Nov 28, 2004 19:57
The Austin Chronicles
I was going to write an intro to this, an "Austin Chronicles Preface" if you will, but then i decided that would probably be pretty boring. So instead, here's some things i wrote when i was down there... with no foreword whatsoever! Crazy!
November Twenty Second, 2oo4
I bought a copy of Change for six fifty at a local used cd store and i've been thinking ever since i made said purchase: how is this any different from downloading music? It's essentially the same thing; someone gets tired of a cd, puts it online (or sells it) and then you come along and pick it up. The record industry still isn't getting anything for purchase, nor is the band. It'd be exactly the same if that kid never sold the cd and it's still sitting around in his living room gathering dust, except that it's getting listened to again. Do you see any differences between the used record store and the peer to peer client? I don't. In fact, to me it just seems like you cut out the middle man, in this case, Cheapo Records in Austin, Texas.
Essentially, all my six dollars went toward is the disc and the packaging. A nice bonus; the cloud pattern looks a lot better than what a blank cd with "Change" in my ugly handwriting would. But still, those six dollars aren't going anywhere else, are they?
Eventually the record industry is going to have to embrace the fact that digital music is the inevitable future.
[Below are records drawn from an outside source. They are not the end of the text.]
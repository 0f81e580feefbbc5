//! Attribute macros for argbind
//!
//! Use them through the `argbind` crate, which re-exports both.

use proc_macro::TokenStream;
use syn::parse_macro_input;

mod crate_paths;
mod parse_fn;

use parse_fn::BindingSource;

/// Bind a handler function's parameters from the query string (read
/// methods) or the JSON body (everything else)
///
/// Generates `<CamelCaseName>Handler`, a unit struct implementing `Handler`.
/// The function itself is left unchanged.
///
/// # Example
///
/// ```rust,ignore
/// use argbind::prelude::*;
///
/// #[parse_parameters]
/// async fn with_path_params(
/// 	request: Request,
/// 	path_param: i64,
/// 	test: String,
/// 	#[param(default = 35)] test_2: i64,
/// ) -> Result<Response> {
/// 	Response::json(&serde_json::json!({"path_param": path_param, "test": test, "test_2": test_2}))
/// }
///
/// let handler = WithPathParamsHandler;
/// ```
///
/// A parameter whose type is not supported fails to compile.
#[proc_macro_attribute]
pub fn parse_parameters(attr: TokenStream, item: TokenStream) -> TokenStream {
	let input = parse_macro_input!(item as syn::ItemFn);

	parse_fn::parse_fn_impl(attr.into(), input, BindingSource::MethodBased)
		.unwrap_or_else(|err| err.to_compile_error())
		.into()
}

/// Like [`macro@parse_parameters`], but always reads the query string
#[proc_macro_attribute]
pub fn parse_query_args(attr: TokenStream, item: TokenStream) -> TokenStream {
	let input = parse_macro_input!(item as syn::ItemFn);

	parse_fn::parse_fn_impl(attr.into(), input, BindingSource::QueryOnly)
		.unwrap_or_else(|err| err.to_compile_error())
		.into()
}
It may lack some of the romance of a seven inch, but it's convenient, sensible, and a whole lot more space conscious. It'll be a little while, but i guarantee eventually everyone will be getting all their music from the iTunes Music Store and similar applications.
Hopefully, this method of buying music will replace the current one, because the current one sucks. Why should we be giving ten dollars for every cd purchase to some blood sucking record corporation? I don't want Warner Brothers to get the money for a cd i buy. In iTunes, it's possible (once we find a way to push those record companies out of the way) to be paying the artists themselves near exclusively (with the exception of ten or twenty cents to the kind folks of the iTunes Music Store for freeing good music from it's restricting record labels).
This method is not only much better for the consumer (cheaper, easier, etc.) but much better for the artists, who don't have to worry about being controlled by a label anymore. Any unsigned band could use iTunes without the consent of some dick headed record exec. I Must Have shouldn't need a contract to be heard, and with the coming of digital music's take over, i don't think they will.
Until then, i'll be spending a lot of time uploading used records onto my computer, while the cd gathers dust but the AAC files gets plenty of airtime on iTunes.
Oh, and speaking of iTunes, i've made easily the greatest mix the world has ever bared witness to. I made it for Laura, and though i started making it with her interests in mind (mostly danceable, upbeat rock music like Sleater-Kinney and The Sounds and things like that), as i added more and more to it, i realized i was beginning to abandon her interests and just focus on my insatiable desire for melancholy. But i really went all out this time. I've got some of the saddest songs i've ever heard on this cd, yet, at the same time, mixed in with some really weird stuff that even i didn't know i like (exp: The Ramones and Jackson 5).
The results are really wild. A couple of those songs have made me tear up and yet, immediately after that, there's a young Michael Jackson singing 'I Want You Back', and how can you not smile with that playing? That's one of the happiest dance records ever, but it comes right after one of the saddest folk songs i've ever heard. I love it. I rarely listen to the mixes i make people, but this one has got me hooked.